Filing Date: January 13, 2020

According to the Complaint, Acacia Research Corporation invests in intellectual property and related absolute return assets, and engages in the licensing and enforcement of patented technologies.

This action stems from Defendants’ dissemination of a materially incomplete proxy statement filed with the United States Securities and Exchange Commission on December 10, 2019.

On November 18, 2019, Acacia's Board of Directors caused Acacia to enter into a securities purchase agreement with Starboard Value LP and certain of its affiliates (collectively, the “Buyers”).
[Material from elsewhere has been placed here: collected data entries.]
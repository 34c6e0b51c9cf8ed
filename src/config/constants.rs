// src/config/constants.rs
//! Configuration constants for the ADC signal chain

/// Sampling and time-base constants
pub mod sampling {
    /// Samples per run
    pub const DEFAULT_SAMPLE_COUNT: usize = 1000;
    /// Run length in seconds
    pub const DEFAULT_DURATION_S: f64 = 1.0;

    /// Fewest samples that define a spacing
    pub const MIN_SAMPLE_COUNT: usize = 2;
}

/// Converter constants
pub mod adc {
    /// Full-scale voltage
    pub const DEFAULT_REFERENCE_VOLTAGE: f64 = 5.0;
    /// Bits per code
    pub const DEFAULT_RESOLUTION_BITS: u32 = 10;
    /// Narrowest converter
    pub const MIN_RESOLUTION_BITS: u32 = 1;

    /// Widest converter; codes are `u32`
    pub const MAX_RESOLUTION_BITS: u32 = 32;
}

/// Low-pass filter constants
pub mod filter {
    /// Smoothing coefficient
    pub const DEFAULT_ALPHA: f64 = 0.1;
    /// Upper bound, inclusive; the lower bound 0 is exclusive
    pub const MAX_ALPHA: f64 = 1.0;

    /// Filter output at index 0, before any input has been seen
    pub const COLD_START_OUTPUT: f64 = 0.0;
}

/// Noise injection constants
pub mod noise {
    /// Standard deviation in volts
    pub const DEFAULT_STD_DEV: f64 = 0.3;
}

/// Reference waveform constants
pub mod waveform {
    /// DC offset in volts
    pub const DEFAULT_OFFSET_V: f64 = 2.5;
    /// Peak amplitude in volts
    pub const DEFAULT_AMPLITUDE_V: f64 = 2.0;
    /// Frequency in hertz
    pub const DEFAULT_FREQUENCY_HZ: f64 = 5.0;
}

/// Parallel execution constants
pub mod parallel {
    /// Smallest block handed to one worker by the parallel scan
    pub const MIN_SCAN_BLOCK: usize = 4096;
}

/// Configuration file and environment constants
pub mod paths {
    /// Project-local configuration file
    pub const DEFAULT_CONFIG_FILE: &str = "adc-sim.toml";
    /// Per-user directory under the home directory
    pub const USER_CONFIG_DIR: &str = ".config/adc-sim";
    /// Prefix of environment overrides
    pub const ENV_PREFIX: &str = "ADC_SIM_";
}
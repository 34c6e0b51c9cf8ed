//! ADC-Sim: signal-chain model of an analog-to-digital converter
//!
//! A run passes through four stages, each consuming the whole output of the one
//! before it:
//!
//! - synthesis of an ideal sinusoid over an evenly spaced time base
//! - additive Gaussian noise from a seedable random source
//! - a single-pole IIR low-pass (`y[i] = a x[i] + (1 - a) y[i-1]`, `y[0] = 0`)
//! - quantization to `2^bits` codes over `[0, vref]` and reconstruction
//!
//! Configuration is validated once, up front. After that no stage can fail.
//!
//! # Quick Start
//!
//! ```rust
//! use adc_sim::{AdcConfig, AdcPipeline, WaveformSpec};
//!
//! fn main() -> Result<(), Box<dyn std::error::Error>> {
//!     let config = AdcConfig::builder()
//!         .sample_count(1000)
//!         .reference_voltage(5.0)
//!         .resolution_bits(10)
//!         .alpha(0.1)
//!         .noise_std_dev(0.3)
//!         .build()?;
//!
//!     let pipeline = AdcPipeline::new(config, WaveformSpec::default())?.with_seed(Some(42));
//!     let output = pipeline.run();
//!
//!     assert_eq!(output.codes().len(), 1000);
//!     assert!(output.codes().iter().all(|&c| c <= config.max_code()));
//!     Ok(())
//! }
//! ```

#![warn(missing_docs)]
#![warn(clippy::all)]
#![allow(clippy::module_inception)]

pub mod config;
pub mod error;
pub mod processing;
pub mod simulation;

// Re-export commonly used types for convenience
pub use config::{
    AdcConfig, AdcSettings, ConfigError, ConfigLoader, ExecutionMode, RunSettings,
    SimulationConfig,
};
pub use error::{AdcError, AdcResult};
pub use processing::{
    AdcPipeline, Filter, PipelineOutput, QualityReport, Quantizer, SampleRow, SinglePoleLowPass,
};
pub use simulation::{GaussianNoise, SignalSynthesizer, TimeBase, WaveformSpec};

/// Library version
pub const VERSION: &str = env!("CARGO_PKG_VERSION");

/// Library name
pub const NAME: &str = env!("CARGO_PKG_NAME");

/// Get library information
pub fn version_info() -> VersionInfo {
    VersionInfo {
        name: NAME.to_string(),
        version: VERSION.to_string(),
        description: "Signal-chain model of an analog-to-digital converter".to_string(),
        features: vec![
            "Sinusoidal signal synthesis".to_string(),
            "Seedable Gaussian noise injection".to_string(),
            "Single-pole IIR low-pass with parallel scan".to_string(),
            "Saturating quantization and reconstruction".to_string(),
            "Layered TOML configuration".to_string(),
        ],
    }
}

/// Library version information
#[derive(Debug, Clone)]
pub struct VersionInfo {
    /// Library name
    pub name: String,
    /// Version string
    pub version: String,
    /// Description
    pub description: String,
    /// List of features
    pub features: Vec<String>,
}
Pursuant to the terms of the Purchase Agreement, Acacia issued to the Buyers: (i) an aggregate of 350,000 shares of Series A Convertible Preferred Stock; and (ii) warrants to purchase up to 5,000,000 shares of the Company’s common stock, in exchange for a cash payment of $35 million.
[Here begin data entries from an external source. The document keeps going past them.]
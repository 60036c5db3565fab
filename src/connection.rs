//! Per-client connection record and its state machine.
//!
//! A record is created by the acceptor right after `accept`, handed to the
//! connection handler, and dropped by that handler when the client leaves.
//! Dropping the record closes the socket.

use crate::id::ClientId;
use bytes::Bytes;
use std::net::SocketAddr;
use tokio::net::TcpStream;

/// Lifecycle of a connection.
#[derive(Debug, Clone, Copy, PartialEq, Eq)]
pub enum ConnState {
    /// Waiting for the first message, which carries the display name.
    Handshaking,
    /// Receiving chat messages.
    Active,
    /// Leaving the pool and closing the socket.
    Closing,
    /// Handler finished.
    Terminated,
}

/// State owned by exactly one connection handler.
#[derive(Debug)]
pub struct ConnectionRecord<S = TcpStream> {
    /// Remote endpoint, captured at accept time.
    pub address: SocketAddr,
    pub stream: S,
    pub id: ClientId,
    /// Set once during the handshake; empty before that.
    pub display_name: String,
    state: ConnState,
}

impl<S> ConnectionRecord<S> {
    pub fn new(id: ClientId, address: SocketAddr, stream: S) -> Self {
        Self {
            address,
            stream,
            id,
            display_name: String::new(),
            state: ConnState::Handshaking,
        }
    }

    pub fn state(&self) -> ConnState {
        self.state
    }

    /// Store the display name and start receiving messages.
    pub fn activate(&mut self, name: String) {
        debug_assert_eq!(self.state, ConnState::Handshaking);
        self.display_name = name;
        self.state = ConnState::Active;
    }

    /// Mark connection for closing. Valid from any live state.
    pub fn close(&mut self) {
        debug_assert_ne!(self.state, ConnState::Terminated);
        self.state = ConnState::Closing;
    }

    /// Final transition, taken after the pool slot has been released.
    pub fn terminate(&mut self) {
        debug_assert_eq!(self.state, ConnState::Closing);
        self.state = ConnState::Terminated;
    }
}

/// What a single receive produced.
#[derive(Debug, Clone, PartialEq, Eq)]
pub enum Inbound {
    /// Peer closed its end (zero-byte read).
    Closed,
    /// Client asked to leave.
    Exit,
    /// Data whose content is empty (it starts with a NUL byte). Ignored.
    Empty,
    /// Raw chat message with one trailing newline removed.
    Message(Bytes),
}

const EXIT_TOKEN: &[u8] = b"exit";

/// Classify the bytes of one receive.
///
/// There is no framing: whatever a single read returned is one message.
/// Its content ends at the first NUL byte, if any.
pub fn classify(received: &[u8]) -> Inbound {
    if received.is_empty() {
        return Inbound::Closed;
    }

    let content = until_nul(received);
    if content.starts_with(EXIT_TOKEN) {
        Inbound::Exit
    } else if content.is_empty() {
        Inbound::Empty
    } else {
        Inbound::Message(Bytes::copy_from_slice(strip_newline(content)))
    }
}

/// Display name carried by the handshake message.
pub fn display_name(received: &[u8]) -> String {
    String::from_utf8_lossy(strip_newline(until_nul(received))).into_owned()
}

fn until_nul(bytes: &[u8]) -> &[u8] {
    match bytes.iter().position(|&b| b == 0) {
        Some(end) => &bytes[..end],
        None => bytes,
    }
}

fn strip_newline(bytes: &[u8]) -> &[u8] {
    bytes.strip_suffix(b"\n").unwrap_or(bytes)
}

#[cfg(test)]
mod tests {
    use super::*;

    fn record() -> ConnectionRecord<()> {
        ConnectionRecord::new(
            crate::id::IdAllocator::new(10).allocate().unwrap(),
            "127.0.0.1:5555".parse().unwrap(),
            (),
        )
    }

    #[test]
    fn test_connection_state_transitions() {
        let mut conn = record();
        assert_eq!(conn.state(), ConnState::Handshaking);
        assert!(conn.display_name.is_empty());

        conn.activate("alice".to_string());
        assert_eq!(conn.state(), ConnState::Active);
        assert_eq!(conn.display_name, "alice");

        conn.close();
        assert_eq!(conn.state(), ConnState::Closing);

        conn.terminate();
        assert_eq!(conn.state(), ConnState::Terminated);
    }

    #[test]
    fn test_close_during_handshake() {
        let mut conn = record();
        conn.close();
        assert_eq!(conn.state(), ConnState::Closing);
    }

    #[test]
    fn test_classify_message() {
        assert_eq!(classify(b"hello\n"), Inbound::Message("hello".into()));
        assert_eq!(classify(b"hello"), Inbound::Message("hello".into()));
        // Only a single newline is stripped
        assert_eq!(classify(b"hi\n\n"), Inbound::Message("hi\n".into()));
        assert_eq!(classify(b"\n"), Inbound::Message(Bytes::new()));
    }

    #[test]
    fn test_classify_keeps_raw_bytes() {
        assert_eq!(
            classify(&[0x68, 0xff, 0xfe, b'\n']),
            Inbound::Message(Bytes::from_static(&[0x68, 0xff, 0xfe]))
        );
    }

    #[test]
    fn test_classify_nul_terminated() {
        assert_eq!(classify(b"\0"), Inbound::Empty);
        assert_eq!(classify(b"\0hello\n"), Inbound::Empty);
        assert_eq!(classify(&[0u8; 16]), Inbound::Empty);
        assert_eq!(classify(b"hi\n\0\0\0"), Inbound::Message("hi".into()));
        assert_eq!(classify(b"exit\0"), Inbound::Exit);
    }

    #[test]
    fn test_classify_exit() {
        assert_eq!(classify(b"exit"), Inbound::Exit);
        assert_eq!(classify(b"exit\n"), Inbound::Exit);
        assert_eq!(classify(b"exiting now"), Inbound::Exit);
        assert_eq!(classify(b" exit"), Inbound::Message(" exit".into()));
        assert_eq!(classify(b"EXIT"), Inbound::Message("EXIT".into()));
    }

    #[test]
    fn test_classify_closed() {
        assert_eq!(classify(b""), Inbound::Closed);
    }

    #[test]
    fn test_display_name() {
        assert_eq!(display_name(b"bob\n"), "bob");
        assert_eq!(display_name(b"bob"), "bob");
        assert_eq!(display_name(&[0x62, 0xff]), "b\u{fffd}");
        assert_eq!(display_name(b"eve\n\0\0"), "eve");
    }
}
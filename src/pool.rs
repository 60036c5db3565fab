//! Bounded registry of connected clients.
//!
//! The pool has a fixed number of slots. Slots are handed out by a slab so a
//! freed slot is reused by the next admission, and an id index makes removal
//! O(1). A semaphore holding one permit per free slot is the admission gate:
//! the acceptor waits on it instead of spinning while the pool is full.

use crate::id::ClientId;
use slab::Slab;
use std::collections::HashMap;
use std::net::SocketAddr;
use std::sync::{Mutex, MutexGuard, PoisonError};
use tokio::sync::{AcquireError, Semaphore};
use tracing::trace;

/// What the pool knows about an admitted client.
#[derive(Debug, Clone, PartialEq, Eq)]
pub struct PoolEntry {
    pub id: ClientId,
    pub address: SocketAddr,
    /// Empty until the client completes its handshake.
    pub name: String,
}

impl PoolEntry {
    pub fn new(id: ClientId, address: SocketAddr) -> Self {
        Self {
            id,
            address,
            name: String::new(),
        }
    }
}

#[derive(Debug, Default)]
struct Slots {
    entries: Slab<PoolEntry>,
    by_id: HashMap<ClientId, usize>,
}

/// Fixed-capacity client registry shared by the acceptor and all handlers.
#[derive(Debug)]
pub struct ClientPool {
    slots: Mutex<Slots>,
    /// One permit per free slot.
    free: Semaphore,
    capacity: usize,
}

impl ClientPool {
    pub fn new(capacity: usize) -> Self {
        Self {
            slots: Mutex::new(Slots {
                entries: Slab::with_capacity(capacity),
                by_id: HashMap::with_capacity(capacity),
            }),
            free: Semaphore::new(capacity),
            capacity,
        }
    }

    /// Register `entry` if a slot is free.
    ///
    /// Returns `false` without blocking when the pool is at capacity.
    pub fn try_add(&self, entry: PoolEntry) -> bool {
        match self.free.try_acquire() {
            Ok(permit) => {
                permit.forget();
                self.insert(entry);
                true
            }
            Err(_) => false,
        }
    }

    /// Register `entry`, waiting for a slot to free up if the pool is full.
    ///
    /// Never drops the entry for lack of space. Returns the slot index.
    pub async fn admit(&self, entry: PoolEntry) -> Result<usize, AcquireError> {
        self.free.acquire().await?.forget();
        Ok(self.insert(entry))
    }

    fn insert(&self, entry: PoolEntry) -> usize {
        let mut slots = self.lock();
        let id = entry.id;
        let slot = slots.entries.insert(entry);
        let previous = slots.by_id.insert(id, slot);
        debug_assert!(previous.is_none(), "client {id} registered twice");
        trace!(%id, slot, "Slot claimed");
        slot
    }

    /// Clear the slot held by `id`.
    ///
    /// Removing an id that is not registered is a no-op and returns `false`.
    pub fn remove(&self, id: ClientId) -> bool {
        let mut slots = self.lock();
        let Some(slot) = slots.by_id.remove(&id) else {
            return false;
        };
        slots.entries.remove(slot);
        drop(slots);

        self.free.add_permits(1);
        trace!(%id, slot, "Slot released");
        true
    }

    /// Record the display name of a registered client.
    pub fn set_name(&self, id: ClientId, name: &str) -> bool {
        let mut slots = self.lock();
        let Some(&slot) = slots.by_id.get(&id) else {
            return false;
        };
        slots.entries[slot].name = name.to_string();
        true
    }

    #[cfg(test)]
    pub fn contains(&self, id: ClientId) -> bool {
        self.lock().by_id.contains_key(&id)
    }

    /// Slot currently held by `id`, if registered.
    pub fn slot_of(&self, id: ClientId) -> Option<usize> {
        self.lock().by_id.get(&id).copied()
    }

    /// Number of occupied slots.
    pub fn len(&self) -> usize {
        self.lock().entries.len()
    }

    #[cfg(test)]
    pub fn is_empty(&self) -> bool {
        self.len() == 0
    }

    pub fn capacity(&self) -> usize {
        self.capacity
    }

    /// Occupied slots in slot order.
    pub fn snapshot(&self) -> Vec<(usize, PoolEntry)> {
        self.lock()
            .entries
            .iter()
            .map(|(slot, entry)| (slot, entry.clone()))
            .collect()
    }

    fn lock(&self) -> MutexGuard<'_, Slots> {
        // No critical section can panic between the slab and index updates.
        self.slots.lock().unwrap_or_else(PoisonError::into_inner)
    }

    #[cfg(test)]
    fn free_slots(&self) -> usize {
        self.free.available_permits()
    }
}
The Proxy Statement recommends that Acacia’s stockholders vote on proposals for the: Approval, for purposes of Nasdaq Rules 5635(b) and 5635(d), as applicable, of (i) the voting of the Preferred Shares on an as-converted basis and (ii) the issuance of the maximum number of shares of common stock issuable in connection with the potential future (A) conversion of the Preferred Shares and (B) exercise of Warrants, in each case, without giving effect to the Exchange Cap (as defined in the Proxy Statement) set forth in the Certificate of Designations (as defined in the Proxy Statement) and in the Series A Warrants, issued pursuant to the Securities Purchase Agreement, dated November 18, 2019, by and among the Company, Starboard Value and the investors listed therein; and Approval of an amendment to the Amended and Restated Certificate of Incorporation to increase the total number of authorized shares of common stock by 200,000,000 shares, or from 100,000,000 shares to 300,000,000 shares.
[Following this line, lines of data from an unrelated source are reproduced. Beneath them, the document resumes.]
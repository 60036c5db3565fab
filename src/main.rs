//! chatroom-server: a TCP chatroom server with a bounded client pool
//!
//! Every accepted client gets its own handler task:
//! - The first message a client sends is its display name
//! - Each further message is printed to the operator's console
//! - Sending `exit` (or disconnecting) ends the session
//!
//! At most `capacity` clients are connected at once. While the pool is
//! full the server stops accepting until a client leaves.

mod config;
mod connection;
mod console;
mod handler;
mod id;
mod pool;
mod server;

use config::Config;
use server::Server;
use tracing::{error, info};
use tracing_subscriber::EnvFilter;

fn main() -> Result<(), Box<dyn std::error::Error>> {
    // Load configuration
    let config = Config::load()?;

    // Initialize logging. Stdout is reserved for the chatroom console.
    let filter =
        EnvFilter::try_from_default_env().unwrap_or_else(|_| EnvFilter::new(&config.log_level));

    tracing_subscriber::fmt()
        .with_env_filter(filter)
        .with_target(false)
        .with_writer(std::io::stderr)
        .init();

    info!(
        host = %config.host,
        port = config.port,
        capacity = config.capacity,
        name_size = config.name_size,
        message_size = config.message_size,
        workers = ?config.workers,
        "Starting chatroom server"
    );

    let mut builder = tokio::runtime::Builder::new_multi_thread();
    if let Some(workers) = config.workers {
        builder.worker_threads(workers);
    }
    let runtime = builder.enable_all().build()?;

    runtime.block_on(serve(config))
}

async fn serve(config: Config) -> Result<(), Box<dyn std::error::Error>> {
    let (notices, console_rx) = console::channel(console::NOTICE_BACKLOG);
    let server = Server::bind(&config, notices).await?;

    println!("{}", console::BANNER);
    tokio::spawn(async move {
        if let Err(e) = console::print_notices(console_rx, tokio::io::stdout()).await {
            error!(error = %e, "Console output failed");
        }
    });

    server.run().await.map_err(|e| e as Box<dyn std::error::Error>)
}
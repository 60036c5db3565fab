//! Connection handler.
//!
//! One handler task owns one [`ConnectionRecord`] from hand-off until the
//! client leaves. It reads the display name, then surfaces every received
//! message to the operator until the client exits, disconnects or errors,
//! and finally releases its pool slot and closes the socket.
//!
//! Receive errors never escape the handler; they end this connection only.

use crate::connection::{classify, display_name, ConnState, ConnectionRecord, Inbound};
use crate::console::Notice;
use crate::server::ServerState;
use bytes::BytesMut;
use std::sync::atomic::Ordering;
use std::sync::Arc;
use tokio::io::{AsyncRead, AsyncReadExt};
use tracing::{debug, info, trace, warn};

/// Drive one client connection to completion.
pub async fn handle_client<S>(mut record: ConnectionRecord<S>, state: Arc<ServerState>)
where
    S: AsyncRead + Unpin,
{
    let id = record.id;
    let active = state.active.fetch_add(1, Ordering::SeqCst) + 1;
    debug!(%id, peer = %record.address, active, "Handler started");

    let mut buffer = BytesMut::zeroed(state.name_size.max(state.message_size));

    match record.stream.read(&mut buffer[..state.name_size]).await {
        Ok(n) => {
            let name = display_name(&buffer[..n]);
            state.pool.set_name(id, &name);
            state
                .notify(Notice::Joined {
                    id,
                    name: name.clone(),
                })
                .await;
            info!(%id, peer = %record.address, name = %name, "Client joined");
            record.activate(name);
        }
        Err(e) => {
            warn!(%id, error = %e, "Handshake receive failed");
            state.notify(Notice::ReceiveError { id }).await;
            record.close();
        }
    }

    while record.state() == ConnState::Active {
        let received = match record.stream.read(&mut buffer[..state.message_size]).await {
            Ok(n) => classify(&buffer[..n]),
            Err(e) => {
                warn!(%id, error = %e, "Receive failed");
                state.notify(Notice::ReceiveError { id }).await;
                record.close();
                break;
            }
        };

        match received {
            Inbound::Message(text) => state.notify(Notice::Message { id, text }).await,
            Inbound::Empty => trace!(%id, "Empty message ignored"),
            inbound @ (Inbound::Exit | Inbound::Closed) => {
                debug!(%id, reason = ?inbound, "Client leaving");
                state
                    .notify(Notice::Left {
                        id,
                        name: record.display_name.clone(),
                    })
                    .await;
                record.close();
            }
        }
    }

    state.pool.remove(id);
    record.terminate();
    drop(record);

    let active = state.active.fetch_sub(1, Ordering::SeqCst) - 1;
    info!(%id, active, pooled = state.pool.len(), "Client removed");
}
If the Company’s stockholders approve the Proposals, the Company will issue to Starboard warrants to purchase up to 100,000,000 shares of common stock, and may issue up to $365 million in senior secured notes.

The Complaint alleges that the Proxy Statement omits material information, which renders the Proxy Statement false and misleading.

This case was voluntarily dismissed on July 28, 2021.